*Source data:*
....

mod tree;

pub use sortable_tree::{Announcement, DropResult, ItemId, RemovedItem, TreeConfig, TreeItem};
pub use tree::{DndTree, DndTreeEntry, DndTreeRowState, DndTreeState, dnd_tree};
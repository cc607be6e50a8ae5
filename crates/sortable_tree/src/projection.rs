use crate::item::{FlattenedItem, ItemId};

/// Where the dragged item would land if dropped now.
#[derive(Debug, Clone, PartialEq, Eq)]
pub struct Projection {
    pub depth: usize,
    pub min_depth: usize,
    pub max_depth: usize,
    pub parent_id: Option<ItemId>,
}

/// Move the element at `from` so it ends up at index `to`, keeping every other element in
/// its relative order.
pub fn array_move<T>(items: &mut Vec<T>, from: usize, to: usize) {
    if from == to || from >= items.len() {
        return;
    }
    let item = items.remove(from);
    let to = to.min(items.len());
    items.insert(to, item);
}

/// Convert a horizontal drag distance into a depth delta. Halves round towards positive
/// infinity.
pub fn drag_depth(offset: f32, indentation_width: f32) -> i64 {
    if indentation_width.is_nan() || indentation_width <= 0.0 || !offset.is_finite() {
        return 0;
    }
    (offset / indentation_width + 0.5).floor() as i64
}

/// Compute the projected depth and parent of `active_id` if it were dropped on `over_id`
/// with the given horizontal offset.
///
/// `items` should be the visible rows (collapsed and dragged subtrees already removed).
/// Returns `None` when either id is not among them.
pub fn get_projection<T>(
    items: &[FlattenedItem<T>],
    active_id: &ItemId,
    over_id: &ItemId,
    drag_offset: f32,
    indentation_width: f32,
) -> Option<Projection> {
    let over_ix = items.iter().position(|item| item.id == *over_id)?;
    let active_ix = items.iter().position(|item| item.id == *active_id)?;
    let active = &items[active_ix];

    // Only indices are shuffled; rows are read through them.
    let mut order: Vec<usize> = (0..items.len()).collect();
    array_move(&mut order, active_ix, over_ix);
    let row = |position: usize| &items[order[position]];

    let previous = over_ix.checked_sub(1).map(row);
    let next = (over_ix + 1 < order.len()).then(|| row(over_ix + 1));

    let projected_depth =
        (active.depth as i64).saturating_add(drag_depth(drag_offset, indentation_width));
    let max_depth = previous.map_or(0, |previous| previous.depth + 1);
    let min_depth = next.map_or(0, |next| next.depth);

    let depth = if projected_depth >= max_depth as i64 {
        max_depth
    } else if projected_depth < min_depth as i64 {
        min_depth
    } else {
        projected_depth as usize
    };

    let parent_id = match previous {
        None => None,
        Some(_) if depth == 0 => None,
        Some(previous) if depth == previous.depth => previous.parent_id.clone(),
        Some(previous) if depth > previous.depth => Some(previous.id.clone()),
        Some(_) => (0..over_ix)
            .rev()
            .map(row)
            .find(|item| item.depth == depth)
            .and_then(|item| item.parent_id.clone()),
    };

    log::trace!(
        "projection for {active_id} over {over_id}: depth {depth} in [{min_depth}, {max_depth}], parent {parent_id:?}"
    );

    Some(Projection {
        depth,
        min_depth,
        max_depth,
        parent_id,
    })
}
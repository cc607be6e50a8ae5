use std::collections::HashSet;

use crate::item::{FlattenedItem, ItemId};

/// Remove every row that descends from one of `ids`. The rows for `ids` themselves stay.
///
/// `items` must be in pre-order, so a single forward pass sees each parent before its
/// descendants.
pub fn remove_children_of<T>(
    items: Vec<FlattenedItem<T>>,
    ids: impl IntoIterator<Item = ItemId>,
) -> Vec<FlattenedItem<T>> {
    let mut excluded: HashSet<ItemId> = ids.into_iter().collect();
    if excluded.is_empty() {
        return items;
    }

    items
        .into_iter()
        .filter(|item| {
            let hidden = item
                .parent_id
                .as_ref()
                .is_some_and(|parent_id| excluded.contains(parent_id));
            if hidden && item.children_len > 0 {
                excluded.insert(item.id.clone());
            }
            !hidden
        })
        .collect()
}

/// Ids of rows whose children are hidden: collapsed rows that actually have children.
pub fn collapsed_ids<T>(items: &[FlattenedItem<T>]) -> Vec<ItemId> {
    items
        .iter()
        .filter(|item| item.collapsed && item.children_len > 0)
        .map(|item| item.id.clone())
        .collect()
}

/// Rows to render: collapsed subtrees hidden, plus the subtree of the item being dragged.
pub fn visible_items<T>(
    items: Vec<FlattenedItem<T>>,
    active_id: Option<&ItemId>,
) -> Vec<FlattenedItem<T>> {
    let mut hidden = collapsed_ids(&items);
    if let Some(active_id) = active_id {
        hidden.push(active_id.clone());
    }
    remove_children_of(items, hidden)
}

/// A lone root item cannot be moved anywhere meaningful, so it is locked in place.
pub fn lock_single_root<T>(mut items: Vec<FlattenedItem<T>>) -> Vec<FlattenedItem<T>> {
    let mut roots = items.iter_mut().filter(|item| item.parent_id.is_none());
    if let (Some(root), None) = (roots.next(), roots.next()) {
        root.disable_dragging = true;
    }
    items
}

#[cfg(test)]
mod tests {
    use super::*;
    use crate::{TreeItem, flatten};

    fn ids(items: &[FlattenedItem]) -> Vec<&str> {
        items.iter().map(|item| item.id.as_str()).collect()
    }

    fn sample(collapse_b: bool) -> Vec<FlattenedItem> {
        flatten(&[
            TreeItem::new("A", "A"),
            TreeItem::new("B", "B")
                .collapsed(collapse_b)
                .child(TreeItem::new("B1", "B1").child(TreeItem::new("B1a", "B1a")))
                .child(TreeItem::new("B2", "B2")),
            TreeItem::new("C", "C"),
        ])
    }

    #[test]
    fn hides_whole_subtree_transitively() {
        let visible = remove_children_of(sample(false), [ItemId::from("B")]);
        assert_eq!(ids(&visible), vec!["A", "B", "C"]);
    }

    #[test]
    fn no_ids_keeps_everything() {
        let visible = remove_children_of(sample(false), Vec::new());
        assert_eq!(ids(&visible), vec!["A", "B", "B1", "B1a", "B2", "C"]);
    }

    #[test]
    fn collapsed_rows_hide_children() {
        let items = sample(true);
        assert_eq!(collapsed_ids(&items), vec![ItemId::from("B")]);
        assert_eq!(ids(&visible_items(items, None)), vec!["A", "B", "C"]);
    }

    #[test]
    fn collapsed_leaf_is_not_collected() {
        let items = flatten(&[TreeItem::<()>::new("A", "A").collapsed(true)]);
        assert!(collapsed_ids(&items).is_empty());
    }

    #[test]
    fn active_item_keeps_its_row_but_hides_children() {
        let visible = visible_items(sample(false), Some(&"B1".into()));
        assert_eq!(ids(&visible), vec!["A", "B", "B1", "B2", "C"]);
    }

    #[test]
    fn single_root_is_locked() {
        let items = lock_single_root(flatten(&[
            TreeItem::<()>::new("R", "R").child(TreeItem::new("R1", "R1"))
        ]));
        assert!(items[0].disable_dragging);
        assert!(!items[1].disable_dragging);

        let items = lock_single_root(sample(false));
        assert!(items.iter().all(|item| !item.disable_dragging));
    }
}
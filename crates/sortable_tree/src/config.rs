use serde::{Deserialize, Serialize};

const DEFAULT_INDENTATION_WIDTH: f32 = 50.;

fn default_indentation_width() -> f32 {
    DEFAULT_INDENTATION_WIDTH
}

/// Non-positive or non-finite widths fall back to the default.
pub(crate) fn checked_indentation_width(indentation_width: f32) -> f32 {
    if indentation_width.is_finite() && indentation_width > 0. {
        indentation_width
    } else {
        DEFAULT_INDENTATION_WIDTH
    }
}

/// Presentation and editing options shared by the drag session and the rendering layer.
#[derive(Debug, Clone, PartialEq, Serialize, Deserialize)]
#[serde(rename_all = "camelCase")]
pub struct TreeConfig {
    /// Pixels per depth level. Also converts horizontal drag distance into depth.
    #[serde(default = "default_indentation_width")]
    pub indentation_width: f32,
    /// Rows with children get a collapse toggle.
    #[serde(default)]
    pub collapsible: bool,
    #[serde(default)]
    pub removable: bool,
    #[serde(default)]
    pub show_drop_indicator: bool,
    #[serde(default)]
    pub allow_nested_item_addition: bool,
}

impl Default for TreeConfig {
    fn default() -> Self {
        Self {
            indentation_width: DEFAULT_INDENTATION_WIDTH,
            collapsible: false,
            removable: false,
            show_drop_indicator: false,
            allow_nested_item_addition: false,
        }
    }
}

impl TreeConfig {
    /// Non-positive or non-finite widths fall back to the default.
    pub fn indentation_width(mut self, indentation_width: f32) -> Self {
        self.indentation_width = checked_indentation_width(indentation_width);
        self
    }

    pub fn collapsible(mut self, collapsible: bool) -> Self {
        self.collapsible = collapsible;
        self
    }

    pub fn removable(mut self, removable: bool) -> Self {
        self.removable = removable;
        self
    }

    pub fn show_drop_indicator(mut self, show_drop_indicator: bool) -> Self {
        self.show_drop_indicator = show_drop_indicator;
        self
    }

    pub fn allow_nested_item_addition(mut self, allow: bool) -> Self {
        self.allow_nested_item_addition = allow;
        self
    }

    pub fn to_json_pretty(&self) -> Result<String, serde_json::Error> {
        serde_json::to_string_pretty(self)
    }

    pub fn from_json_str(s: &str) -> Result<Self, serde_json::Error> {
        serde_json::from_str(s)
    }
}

....

*The task:* Taking the material above as a whole, how many of its lines contain "subtrees"? The reply should be that number alone.

*Reply to the exercise:* 2